In a mapping, you can configure a Target transformation to represent a Databricks object.
The following table describes the Databricks properties that you can configure in a Target transformation:
Property
Description
Connection
Name of the target connection. Select a target connection or click New Parameter to define a new parameter for the target connection.
Target Type
Target type. Select one of the following types:
  • - Single Object.
  • - Parameter. Select Parameter to define the target type when you configure the task.
Object
Name of the target object.
Create Target
Creates a target.
Enter a name for the target object and select the source fields that you want to use. By default, all source fields are used. You can select an existing target object or create a new target object at runtime.
You cannot parameterize the target at runtime.
Operation
Defines the type of operation to be performed on the target table.
Select from the following list of operations:
  • - Insert (Default)
  • - Update
  • - Upsert
  • - Delete
  • - Data Driven1
When you use an upsert operation, you must configure the Update Mode in target details as Update else Insert.
If the key column gets null value from the source, the following actions take place for different operations:
  • - Update. Skips the operation and does not update the row.
  • - Delete. Skips the operation and does not delete the row.

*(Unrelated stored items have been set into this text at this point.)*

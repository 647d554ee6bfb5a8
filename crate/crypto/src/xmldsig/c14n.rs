//! Canonical XML 1.0 (inclusive), with or without comments.

use std::fmt::Write as _;

use super::{
    algorithms::{
        C14N_EXCLUSIVE, C14N_EXCLUSIVE_WITH_COMMENTS, C14N_INCLUSIVE, C14N_INCLUSIVE_WITH_COMMENTS,
    },
    dom::{
        Attribute, Document, Element, NamespaceMap, Node, XML_NAMESPACE,
        write_processing_instruction,
    },
};
use crate::{CryptoError, error::result::CryptoResult};

#[derive(Debug, Clone, Copy, PartialEq, Eq)]
pub enum CanonicalizationMethod {
    Inclusive,
    InclusiveWithComments,
}

impl CanonicalizationMethod {
    pub fn from_uri(uri: &str) -> CryptoResult<Self> {
        match uri {
            C14N_INCLUSIVE => Ok(Self::Inclusive),
            C14N_INCLUSIVE_WITH_COMMENTS => Ok(Self::InclusiveWithComments),
            C14N_EXCLUSIVE | C14N_EXCLUSIVE_WITH_COMMENTS => Err(CryptoError::NotSupported(
                "exclusive XML canonicalization is not supported".to_owned(),
            )),
            other => Err(CryptoError::NotSupported(format!(
                "unknown canonicalization method: {other}"
            ))),
        }
    }

    #[must_use]
    pub const fn uri(self) -> &'static str {
        match self {
            Self::Inclusive => C14N_INCLUSIVE,
            Self::InclusiveWithComments => C14N_INCLUSIVE_WITH_COMMENTS,
        }
    }

    #[must_use]
    pub const fn with_comments(self) -> bool {
        matches!(self, Self::InclusiveWithComments)
    }
}

/// Serializes a document or a subtree into its canonical form.
///
/// An excluded element (the enveloped signature) is skipped together with
/// its whole subtree.
pub struct Canonicalizer<'a> {
    with_comments: bool,
    excluded: Option<&'a Element>,
}

impl<'a> Canonicalizer<'a> {
    #[must_use]
    pub const fn new(with_comments: bool) -> Self {
        Self {
            with_comments,
            excluded: None,
        }
    }

    #[must_use]
    pub const fn excluding(mut self, element: &'a Element) -> Self {
        self.excluded = Some(element);
        self
    }

    /// Canonical form of the whole document
    #[must_use]
    pub fn document(&self, document: &Document) -> String {
        let mut out = String::new();
        for node in &document.prolog {
            if self.write_node(node, &NamespaceMap::default(), &mut out) {
                out.push('\n');
            }
        }
        let empty = NamespaceMap::default();
        self.write_element(&document.root, &empty, &empty, &[], &mut out);
        for node in &document.epilog {
            let mut buffer = String::from("\n");
            if self.write_node(node, &NamespaceMap::default(), &mut buffer) {
                out.push_str(&buffer);
            }
        }
        out
    }

    /// Canonical form of the subtree rooted at the last element of `path`,
    /// `path` being the ancestor chain starting at the document root.
    ///
    /// The apex carries every namespace in scope and the `xml:*` attributes
    /// inherited from its ancestors.
    #[must_use]
    pub fn subtree(&self, path: &[&Element]) -> String {
        let mut out = String::new();
        let Some((apex, ancestors)) = path.split_last() else {
            return out;
        };
        let ancestors_scope = NamespaceMap::in_scope(ancestors);
        let mut inherited: Vec<&Attribute> = vec![];
        for ancestor in ancestors.iter().rev() {
            for attribute in &ancestor.attributes {
                if attribute.namespace.as_deref() == Some(XML_NAMESPACE)
                    && !inherited
                        .iter()
                        .any(|a| a.local_name == attribute.local_name)
                {
                    inherited.push(attribute);
                }
            }
        }
        self.write_element(
            apex,
            &ancestors_scope,
            &NamespaceMap::default(),
            &inherited,
            &mut out,
        );
        out
    }

    fn is_excluded(&self, element: &Element) -> bool {
        self.excluded.is_some_and(|e| std::ptr::eq(e, element))
    }

    /// Returns `false` when nothing was written
    fn write_node(&self, node: &Node, scope: &NamespaceMap, out: &mut String) -> bool {
        match node {
            Node::Element(element) => {
                if self.is_excluded(element) {
                    return false;
                }
                self.write_element(element, scope, scope, &[], out);
            }
            Node::Text(text) => escape_text(text, out),
            Node::Comment(comment) => {
                if !self.with_comments {
                    return false;
                }
                let _ = write!(out, "<!--{comment}-->");
            }
            Node::ProcessingInstruction { target, content } => {
                write_processing_instruction(target, content, out);
            }
        }
        true
    }

    fn write_element(
        &self,
        element: &Element,
        parent_scope: &NamespaceMap,
        rendered: &NamespaceMap,
        inherited_attributes: &[&Attribute],
        out: &mut String,
    ) {
        if self.is_excluded(element) {
            return;
        }
        let mut scope = parent_scope.clone();
        scope.extend_with(element);

        let name = element.qualified_name();
        out.push('<');
        out.push_str(&name);

        if rendered.get("").is_some_and(|u| !u.is_empty()) && !scope.contains_prefix("") {
            out.push_str(" xmlns=\"\"");
        }
        for (prefix, uri) in scope.iter() {
            if prefix == "xml" || rendered.get(prefix) == Some(uri) {
                continue;
            }
            if prefix.is_empty() {
                out.push_str(" xmlns=\"");
            } else {
                let _ = write!(out, " xmlns:{prefix}=\"");
            }
            escape_attribute(uri, out);
            out.push('"');
        }

        let mut attributes: Vec<&Attribute> = element.attributes.iter().collect();
        for inherited in inherited_attributes {
            if !attributes
                .iter()
                .any(|a| a.namespace == inherited.namespace && a.local_name == inherited.local_name)
            {
                attributes.push(*inherited);
            }
        }
        attributes.sort_by(|a, b| {
            (a.namespace.as_deref().unwrap_or_default(), &a.local_name)
                .cmp(&(b.namespace.as_deref().unwrap_or_default(), &b.local_name))
        });
        for attribute in attributes {
            let _ = write!(out, " {}=\"", attribute.qualified_name());
            escape_attribute(&attribute.value, out);
            out.push('"');
        }
        out.push('>');

        for child in &element.children {
            self.write_node(child, &scope, out);
        }
        let _ = write!(out, "</{name}>");
    }
}

/// Text node escaping of Canonical XML
pub(crate) fn escape_text(text: &str, out: &mut String) {
    for c in text.chars() {
        match c {
            '&' => out.push_str("&amp;"),
            '<' => out.push_str("&lt;"),
            '>' => out.push_str("&gt;"),
            '\r' => out.push_str("&#xD;"),
            c => out.push(c),
        }
    }
}

/// Attribute value escaping of Canonical XML
pub(crate) fn escape_attribute(value: &str, out: &mut String) {
    for c in value.chars() {
        match c {
            '&' => out.push_str("&amp;"),
            '<' => out.push_str("&lt;"),
            '"' => out.push_str("&quot;"),
            '\t' => out.push_str("&#x9;"),
            '\n' => out.push_str("&#xA;"),
            '\r' => out.push_str("&#xD;"),
            c => out.push(c),
        }
    }
}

  • - Upsert. Inserts a new row instead of updating the existing row.
Update Columns
The fields to use as temporary primary key columns when you update, upsert, or delete data on the Databricks Delta target tables. When you select more than one update column, the mapping task uses the AND operator with the update columns to identify matching rows.
Applies to update, upsert, delete and data driven operations.
Data Driven Condition1
Flags rows for an insert, update, delete, or reject operation based on the expressions that you define.
For example, the following IIF statement flags a row for reject if the ID field is null. Otherwise, it flags the row for update:
IIF (ISNULL(ID), DD_REJECT, DD_UPDATE )
Required if you select the data driven operation.
1Applies only to mappings in advanced mode.
The following table describes the Databricks advanced properties that you can configure in a Target transformation:
Advanced Property
Description
Target Database Name1
Overrides the database name provided in the connection and the database selected in the metadata browser for existing targets.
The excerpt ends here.